Displaying results for Johnny, John, Poopyhead.

#635 · Mar 11, 2018
Johnny: Mom, what's this song called?
Nikki: Your mom. Oh great, I'm saying your mom to my own son now.
#629 · Dec 29, 2017
Miklos: It's called Weir Road.
Johnny: Weir Road.
Miklos: Not 'Weird' Road.
Johnny: I DIDN'T SAY Weird Road. I said Weir Road!
Miklos: Okay, sorry.
Johnny: ... Heh, but it is a funny, weird road.
#628 · Dec 22, 2017
[During a quiet moment while eating lunch after the dog's toenail broke, spurting blood everywhere, following a morning of other small disasters]
Johnny: Mom... I think it's time we sell this house.
#627 · Dec 10, 2017
Johnny: Dad, what makes my fingers move?
Miklos: Your brain
Johnny: My brain???
Miklos: Yes, it controls everything!
Johnny: Even my toes? My hands? My mouth?
Miklos: Yes, everything.
Johnny: That’s funny. Dad?
Miklos: Yes?
Johnny: What’s a brain?
#626 · Dec 2, 2017
Nikki: Wow, it's taking a long time to turn onto this street.
Johnny: Uhh YEAH... King Street is a really busy street.
#625 · Dec 2, 2017
Johnny: Mommy, thanks for giving me my sucker. It's got a beautiful taste.
#624 · Nov 26, 2017
[playing Mario Kart]
Johnny: Why is his name Bowser dad?
Miklos: I don’t know, why is this guy’s name Mario?

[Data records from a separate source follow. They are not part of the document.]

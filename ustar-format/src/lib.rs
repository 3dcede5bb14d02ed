//! Sequential reading and writing of USTAR tar archives over any seekable
//! byte stream, without holding the archive in memory.
//!
//! Bind a [`Stream`] to an [`Archive`] in [`Mode::Read`] to walk entries with
//! [`Archive::advance`] and pull their payload with [`Archive::read_data`], or
//! in [`Mode::Write`] to emit entries with [`Archive::write_header`] followed by
//! [`Archive::write_data`], ending with [`Archive::finalize`].
//!
//! ```no_run
//! use ustar_format::{Archive, Mode};
//!
//! # fn main() -> ustar_format::Result<()> {
//! let mut ar = Archive::create("out.tar")?;
//! ar.write_dir_header("dir/")?;
//! ar.write_file_header("dir/a.txt", 5)?;
//! ar.write_data(b"hello")?;
//! ar.close()?;
//!
//! let mut ar = Archive::open("out.tar", Mode::Read)?;
//! ar.find("dir/a.txt")?;
//! let mut contents = vec![];
//! ar.read_to_end_data(&mut contents)?;
//! # Ok(())
//! # }
//! ```

mod archive;
pub mod codec;
mod error;
pub mod fs;
pub mod header;
pub mod stream;

pub use archive::{Archive, Mode, WriterOptions};
pub use error::{Error, ErrorKind, Result};
pub use fs::FileArchive;
pub use header::{EntryName, EntryType, Header, BLOCK_SIZE, NAME_MAX};
pub use stream::{IoStream, Stream};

Johnny: Because! His mother named him Mario when he was a baby!
#623 · Nov 18, 2017
Johnny: Can you make me a real motorcycle dad?
Miklos: How do I do that?
Johnny: Just use the tools in the shed. It’ll make it easier.
#619 · Sep 17, 2017
[while running to the bathroom]
Johnny: Pause this, I have to go poo!
#618 · Sep 11, 2017
Johnny: Dad is this Toyota expensive?
Miklos: Yeah it'd be expensive if you were to buy it on your own.
Johnny: Dad, you can buy it with me any time you want.
#616 · Sep 6, 2017
Johnny: What's a king? Does a king have a crown?
Miklos: Yes a king has a crown.
Johnny: What does a queen have?
Miklos: A crown too but a smaller one.
Johnny: Isn't that called a tiara?
Miklos: Yes, how do you know that word?
Johnny: I know EVERY word!
Miklos: Is that right?
Johnny: Yes, a tiara.
#614 · Aug 31, 2017
Nikki: Do you have a poop?
Johnny: No.
Nikki: Do you HAVE to poop? You have really gross toots.
Johnny: Nope I don't have to and yes I do, I'm very sorry but I still love you though.
#611 · Aug 3, 2017
[Turning onto Vimy Rd in Port Colborne]
Johnny: Dad, this is called wiggling woods because the trees are wiggling. Trees are wood. I want to call them whistling woods but the birds don't want to listen to me.
#594 · May 16, 2016
[Looking at an alphabet book with Johnny]
Miklos: They put 4 letters on one screen? Okay...
Nikki: They're called pages, by the way.
#539 · Sep 30, 2014
Nikki: I told [6-month-old] Johnny don't ever get dogs. They're nice but a lot of work. He said "bbbbblllloooooon" so I said yes balloon dogs might be easier
#529 · Aug 5, 2014
[Miklos making breakfast in the kitchen, Nikki feeding Johnny in the living room]
Nikki: Is pee ok, spider?
Miklos: What??
Nikki: Is pee ok, spider? In your native language.
Miklos: Oh! P-ó-k! Yeah that's spider... I would've never guessed what the hell you were talking about if you didn't say "native language".
#475 · Jul 19, 2013
Nikki: This queen's stupid. She knights everyone willy-nilly. She knighted Anthony Hopkins a long time ago. She knighted Elton John, she knighted Ben Kingsley...
Miklos: She knighted Furniture Warehouse...
Nikki: No, YOU-nited Furniture Warehouse!
#415 · Aug 28, 2011
[referring to Steve Jobs]
Dad: You know that guy, what the hell is his name? Johnny Workman?